━━━━━ Raw data

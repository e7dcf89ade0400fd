// This module defines the tracking Session: its lifecycle, the bounded event
// log, the rolling statistics, and conversion to the persisted document.

pub mod event_log;
pub mod frequency;
pub mod persist;
pub mod report;
pub mod ring;
pub mod stats;

use crate::event::{Event, EventData, EventKind};
use crate::util;
use event_log::{Counters, EventLog, DEFAULT_MAX_EVENTS};
use frequency::FrequencyTable;
use persist::{PersistError, SessionDocument, SessionInfo, Statistics};
use stats::{PerformanceSnapshot, RollingStats, WindowLimits};
use std::path::Path;
use tracing::{debug, info, warn};

#[derive(Debug, Clone, Copy, PartialEq, Eq)]
pub enum SessionState {
    Idle,
    Tracking,
    Stopped,
}

/// Buffer sizes and the rate window for one session.
#[derive(Debug, Clone, Copy, PartialEq)]
pub struct SessionLimits {
    pub max_events: usize,
    pub windows: WindowLimits,
}

impl Default for SessionLimits {
    fn default() -> Self {
        SessionLimits {
            max_events: DEFAULT_MAX_EVENTS,
            windows: WindowLimits::default(),
        }
    }
}

/// One tracking session.
///
/// Idle until [`Session::start`], recording while Tracking, and frozen once
/// Stopped. A stopped session never restarts; build a new one instead.
#[derive(Debug, Clone)]
pub struct Session {
    state: SessionState,
    start_time: f64,
    stopped_at: Option<f64>,
    log: EventLog,
    rolling: RollingStats,
}

impl Default for Session {
    fn default() -> Self {
        Session::new(SessionLimits::default())
    }
}

impl Session {
    #[must_use]
    pub fn new(limits: SessionLimits) -> Self {
        Session {
            state: SessionState::Idle,
            start_time: util::now_secs(),
            stopped_at: None,
            log: EventLog::with_capacity(limits.max_events),
            rolling: RollingStats::new(limits.windows),
        }
    }

    pub fn start(&mut self) -> bool {
        self.start_at(util::now_secs())
    }

    /// Idle → Tracking, resetting the start time to `now`.
    pub fn start_at(&mut self, now: f64) -> bool {
        match self.state {
            SessionState::Idle => {
                self.state = SessionState::Tracking;
                self.start_time = now;
                info!(start = %util::iso_datetime(now), "Tracking started");
                true
            }
            SessionState::Tracking => {
                warn!("Tracker is already running");
                false
            }
            SessionState::Stopped => {
                warn!("Session already stopped; start a new session instead");
                false
            }
        }
    }

    pub fn stop(&mut self) -> bool {
        self.stop_at(util::now_secs())
    }

    /// Tracking → Stopped, freezing the duration. No-op in any other state.
    pub fn stop_at(&mut self, now: f64) -> bool {
        if self.state != SessionState::Tracking {
            return false;
        }
        self.state = SessionState::Stopped;
        self.stopped_at = Some(now);
        info!(
            duration = %util::format_duration(std::time::Duration::from_secs_f64(self.duration_at(now).max(0.0))),
            events = self.log.len(),
            "Tracking stopped"
        );
        true
    }

    pub fn record(&mut self, kind: EventKind, data: EventData) -> bool {
        self.record_at(util::now_secs(), kind, data)
    }

    /// Records an event stamped `timestamp`. Ignored unless Tracking.
    pub fn record_at(&mut self, timestamp: f64, kind: EventKind, data: EventData) -> bool {
        if self.state != SessionState::Tracking {
            debug!(%kind, state = ?self.state, "Event ignored outside tracking");
            return false;
        }
        match kind {
            EventKind::KeyPress => self.rolling.record_key(timestamp),
            k if k.is_click() => self.rolling.record_click(timestamp),
            _ => {}
        }
        self.log.push(Event::new(timestamp, self.start_time, kind, data));
        true
    }

    pub fn snapshot(&self) -> PerformanceSnapshot {
        self.snapshot_at(util::now_secs())
    }

    /// Full-precision performance metrics as of `now`.
    pub fn snapshot_at(&self, now: f64) -> PerformanceSnapshot {
        self.rolling.snapshot_at(now, self.start_time, self.log.len())
    }

    /// Elapsed time while Tracking, the frozen length once Stopped, zero when Idle.
    pub fn duration_at(&self, now: f64) -> f64 {
        match (self.state, self.stopped_at) {
            (SessionState::Idle, _) => 0.0,
            (SessionState::Stopped, Some(end)) => end - self.start_time,
            _ => now - self.start_time,
        }
    }

    pub fn duration(&self) -> f64 {
        self.duration_at(util::now_secs())
    }

    pub fn state(&self) -> SessionState {
        self.state
    }

    pub fn is_tracking(&self) -> bool {
        self.state == SessionState::Tracking
    }

    pub fn start_time(&self) -> f64 {
        self.start_time
    }

    pub fn event_log(&self) -> &EventLog {
        &self.log
    }

    pub fn events(&self) -> Vec<Event> {
        self.log.to_vec()
    }

    pub fn counters(&self) -> Counters {
        self.log.counters()
    }

    pub fn key_frequencies(&self) -> &FrequencyTable {
        self.log.key_frequencies()
    }

    pub fn click_frequencies(&self) -> &FrequencyTable {
        self.log.click_frequencies()
    }

    /// Builds the persisted form as of `now`.
    pub fn to_document_at(&self, now: f64) -> SessionDocument {
        let counters = self.counters();
        let duration = self.duration_at(now);
        SessionDocument {
            session_info: Some(SessionInfo {
                start_time: util::iso_datetime(self.start_time),
                duration,
                total_events: self.log.len(),
            }),
            statistics: Some(Statistics {
                total_keypresses: counters.total_keypresses,
                total_mouse_clicks: counters.total_mouse_clicks,
                total_mouse_moves: counters.total_mouse_moves,
                session_duration: duration,
                key_frequencies: self.key_frequencies().clone(),
                click_frequencies: self.click_frequencies().clone(),
            }),
            performance: Some(self.snapshot_at(now).rounded()),
            events: self.events(),
        }
    }

    pub fn to_document(&self) -> SessionDocument {
        self.to_document_at(util::now_secs())
    }

    /// Saves to `path`. A failure is logged and returned; the session itself
    /// is untouched either way.
    pub fn save(&self, path: &Path) -> Result<(), PersistError> {
        persist::save_document(&self.to_document(), path)
    }

    /// Analysis text for the live session.
    pub fn summary(&self) -> String {
        report::summarize(&self.to_document())
    }
}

━━━━━━━━━━

▶ [About this exercise]:
Your answer must be a single number: how many lines of the entries above contain the string "bool".

▶ [Answer to this exercise]:
7